→ **What is being asked**
Provide the number of lines below containing the word "StoreSnapshot", without any other words.

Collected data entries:
-.-.-

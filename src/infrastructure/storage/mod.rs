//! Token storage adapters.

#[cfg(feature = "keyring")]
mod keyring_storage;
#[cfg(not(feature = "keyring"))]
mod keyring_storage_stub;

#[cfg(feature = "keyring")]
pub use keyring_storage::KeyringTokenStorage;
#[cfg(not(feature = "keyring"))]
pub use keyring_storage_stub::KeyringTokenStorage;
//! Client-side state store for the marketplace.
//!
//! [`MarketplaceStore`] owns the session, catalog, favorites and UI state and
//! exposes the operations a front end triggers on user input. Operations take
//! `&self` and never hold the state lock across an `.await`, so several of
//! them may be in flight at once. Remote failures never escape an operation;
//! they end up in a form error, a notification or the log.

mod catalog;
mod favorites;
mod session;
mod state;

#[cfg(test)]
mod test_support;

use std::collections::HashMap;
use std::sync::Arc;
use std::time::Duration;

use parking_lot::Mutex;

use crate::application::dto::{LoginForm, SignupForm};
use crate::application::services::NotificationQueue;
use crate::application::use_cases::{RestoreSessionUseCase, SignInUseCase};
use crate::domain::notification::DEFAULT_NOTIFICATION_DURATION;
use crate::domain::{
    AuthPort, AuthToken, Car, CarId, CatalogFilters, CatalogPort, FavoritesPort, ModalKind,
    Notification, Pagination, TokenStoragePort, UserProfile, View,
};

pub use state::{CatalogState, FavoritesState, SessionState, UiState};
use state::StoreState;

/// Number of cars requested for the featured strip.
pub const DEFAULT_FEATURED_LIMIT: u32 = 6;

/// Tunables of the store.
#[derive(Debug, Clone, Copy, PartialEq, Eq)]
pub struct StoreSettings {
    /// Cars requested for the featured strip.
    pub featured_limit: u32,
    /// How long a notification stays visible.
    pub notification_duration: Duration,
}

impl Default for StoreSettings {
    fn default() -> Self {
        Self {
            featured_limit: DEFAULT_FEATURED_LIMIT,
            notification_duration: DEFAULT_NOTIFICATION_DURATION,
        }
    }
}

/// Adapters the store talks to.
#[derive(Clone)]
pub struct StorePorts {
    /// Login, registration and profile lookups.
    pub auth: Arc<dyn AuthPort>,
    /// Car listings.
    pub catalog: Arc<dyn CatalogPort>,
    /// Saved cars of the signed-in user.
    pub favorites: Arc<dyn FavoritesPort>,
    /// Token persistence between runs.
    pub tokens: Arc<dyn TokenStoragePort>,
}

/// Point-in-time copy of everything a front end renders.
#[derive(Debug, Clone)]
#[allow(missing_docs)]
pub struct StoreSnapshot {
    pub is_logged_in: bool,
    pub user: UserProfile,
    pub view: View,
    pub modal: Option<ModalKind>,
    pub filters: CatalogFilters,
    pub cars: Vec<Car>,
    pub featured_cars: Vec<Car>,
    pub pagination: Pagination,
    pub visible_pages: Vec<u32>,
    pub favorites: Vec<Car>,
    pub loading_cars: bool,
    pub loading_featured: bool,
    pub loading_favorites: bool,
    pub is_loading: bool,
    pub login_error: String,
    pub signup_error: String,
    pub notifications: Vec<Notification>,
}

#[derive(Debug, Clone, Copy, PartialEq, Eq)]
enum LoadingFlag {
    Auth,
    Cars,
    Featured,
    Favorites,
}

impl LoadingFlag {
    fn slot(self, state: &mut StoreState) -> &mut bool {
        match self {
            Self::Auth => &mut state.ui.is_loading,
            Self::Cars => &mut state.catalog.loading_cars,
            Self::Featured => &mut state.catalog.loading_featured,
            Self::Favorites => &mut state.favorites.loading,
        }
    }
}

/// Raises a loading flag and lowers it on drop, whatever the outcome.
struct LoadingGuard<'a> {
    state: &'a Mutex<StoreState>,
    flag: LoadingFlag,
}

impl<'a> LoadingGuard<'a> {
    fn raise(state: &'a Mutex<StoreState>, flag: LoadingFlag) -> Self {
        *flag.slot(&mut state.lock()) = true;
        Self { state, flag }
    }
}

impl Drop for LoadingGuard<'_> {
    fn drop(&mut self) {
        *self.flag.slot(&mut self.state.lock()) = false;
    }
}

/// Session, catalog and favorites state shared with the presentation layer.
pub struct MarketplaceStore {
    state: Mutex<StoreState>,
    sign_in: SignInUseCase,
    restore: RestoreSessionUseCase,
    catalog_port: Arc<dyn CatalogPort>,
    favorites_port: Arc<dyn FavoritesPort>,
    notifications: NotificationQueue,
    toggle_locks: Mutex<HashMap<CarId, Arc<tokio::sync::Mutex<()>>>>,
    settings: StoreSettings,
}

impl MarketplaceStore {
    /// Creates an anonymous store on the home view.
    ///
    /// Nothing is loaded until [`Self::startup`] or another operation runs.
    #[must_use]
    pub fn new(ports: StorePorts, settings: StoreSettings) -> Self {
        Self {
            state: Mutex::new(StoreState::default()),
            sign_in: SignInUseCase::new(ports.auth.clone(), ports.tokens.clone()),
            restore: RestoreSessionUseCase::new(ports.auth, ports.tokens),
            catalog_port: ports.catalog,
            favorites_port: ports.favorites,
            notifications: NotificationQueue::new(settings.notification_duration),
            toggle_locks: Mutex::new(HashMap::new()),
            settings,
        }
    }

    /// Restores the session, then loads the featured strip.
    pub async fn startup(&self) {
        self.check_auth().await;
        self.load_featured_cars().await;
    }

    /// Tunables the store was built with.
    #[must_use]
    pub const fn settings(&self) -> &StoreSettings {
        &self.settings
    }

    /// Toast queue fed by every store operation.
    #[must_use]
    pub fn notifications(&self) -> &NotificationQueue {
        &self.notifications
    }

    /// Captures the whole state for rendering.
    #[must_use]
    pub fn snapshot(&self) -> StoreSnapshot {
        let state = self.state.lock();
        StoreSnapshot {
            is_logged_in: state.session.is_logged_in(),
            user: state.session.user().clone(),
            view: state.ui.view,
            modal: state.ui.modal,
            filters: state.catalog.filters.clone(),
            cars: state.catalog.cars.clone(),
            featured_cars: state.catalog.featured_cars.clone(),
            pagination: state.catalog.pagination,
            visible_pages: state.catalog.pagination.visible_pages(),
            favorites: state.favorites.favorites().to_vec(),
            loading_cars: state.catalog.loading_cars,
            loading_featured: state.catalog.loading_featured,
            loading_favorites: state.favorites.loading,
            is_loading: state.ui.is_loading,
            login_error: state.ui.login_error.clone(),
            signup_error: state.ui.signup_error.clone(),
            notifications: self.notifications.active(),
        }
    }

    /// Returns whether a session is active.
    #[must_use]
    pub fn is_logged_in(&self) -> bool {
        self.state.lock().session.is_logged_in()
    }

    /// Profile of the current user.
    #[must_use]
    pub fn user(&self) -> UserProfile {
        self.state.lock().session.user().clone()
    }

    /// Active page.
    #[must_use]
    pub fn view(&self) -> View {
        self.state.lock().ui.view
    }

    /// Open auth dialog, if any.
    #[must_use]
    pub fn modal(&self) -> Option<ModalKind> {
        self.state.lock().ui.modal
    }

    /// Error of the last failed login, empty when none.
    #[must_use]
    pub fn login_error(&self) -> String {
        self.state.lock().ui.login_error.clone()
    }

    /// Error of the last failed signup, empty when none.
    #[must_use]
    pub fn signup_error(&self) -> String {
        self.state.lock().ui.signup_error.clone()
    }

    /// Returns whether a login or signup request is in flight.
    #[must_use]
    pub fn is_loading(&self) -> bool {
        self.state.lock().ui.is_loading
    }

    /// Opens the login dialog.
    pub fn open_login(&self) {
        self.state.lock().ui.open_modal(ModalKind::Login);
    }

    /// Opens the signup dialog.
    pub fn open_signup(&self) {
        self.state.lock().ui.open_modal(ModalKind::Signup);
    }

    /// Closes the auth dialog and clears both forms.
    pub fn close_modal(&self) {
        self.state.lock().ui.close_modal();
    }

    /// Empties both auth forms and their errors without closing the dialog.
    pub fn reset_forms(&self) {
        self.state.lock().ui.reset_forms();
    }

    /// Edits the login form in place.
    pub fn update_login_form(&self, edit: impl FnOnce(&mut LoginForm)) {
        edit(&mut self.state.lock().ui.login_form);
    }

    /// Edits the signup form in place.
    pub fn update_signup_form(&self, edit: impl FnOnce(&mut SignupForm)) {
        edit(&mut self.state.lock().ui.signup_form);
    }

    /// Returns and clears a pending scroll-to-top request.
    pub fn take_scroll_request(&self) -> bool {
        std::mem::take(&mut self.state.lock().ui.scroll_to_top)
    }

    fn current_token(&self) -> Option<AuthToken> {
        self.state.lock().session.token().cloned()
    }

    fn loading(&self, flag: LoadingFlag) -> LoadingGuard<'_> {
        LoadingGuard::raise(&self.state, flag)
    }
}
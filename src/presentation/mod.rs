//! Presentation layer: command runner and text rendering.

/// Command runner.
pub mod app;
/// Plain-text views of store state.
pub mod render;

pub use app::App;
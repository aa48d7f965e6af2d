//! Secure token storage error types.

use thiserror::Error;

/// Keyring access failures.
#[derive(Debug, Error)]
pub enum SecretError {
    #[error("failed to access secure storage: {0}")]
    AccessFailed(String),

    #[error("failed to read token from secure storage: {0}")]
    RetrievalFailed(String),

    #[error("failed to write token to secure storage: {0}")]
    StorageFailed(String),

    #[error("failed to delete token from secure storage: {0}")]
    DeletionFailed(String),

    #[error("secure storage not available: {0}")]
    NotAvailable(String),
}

-.-.-

→ **Task result**
3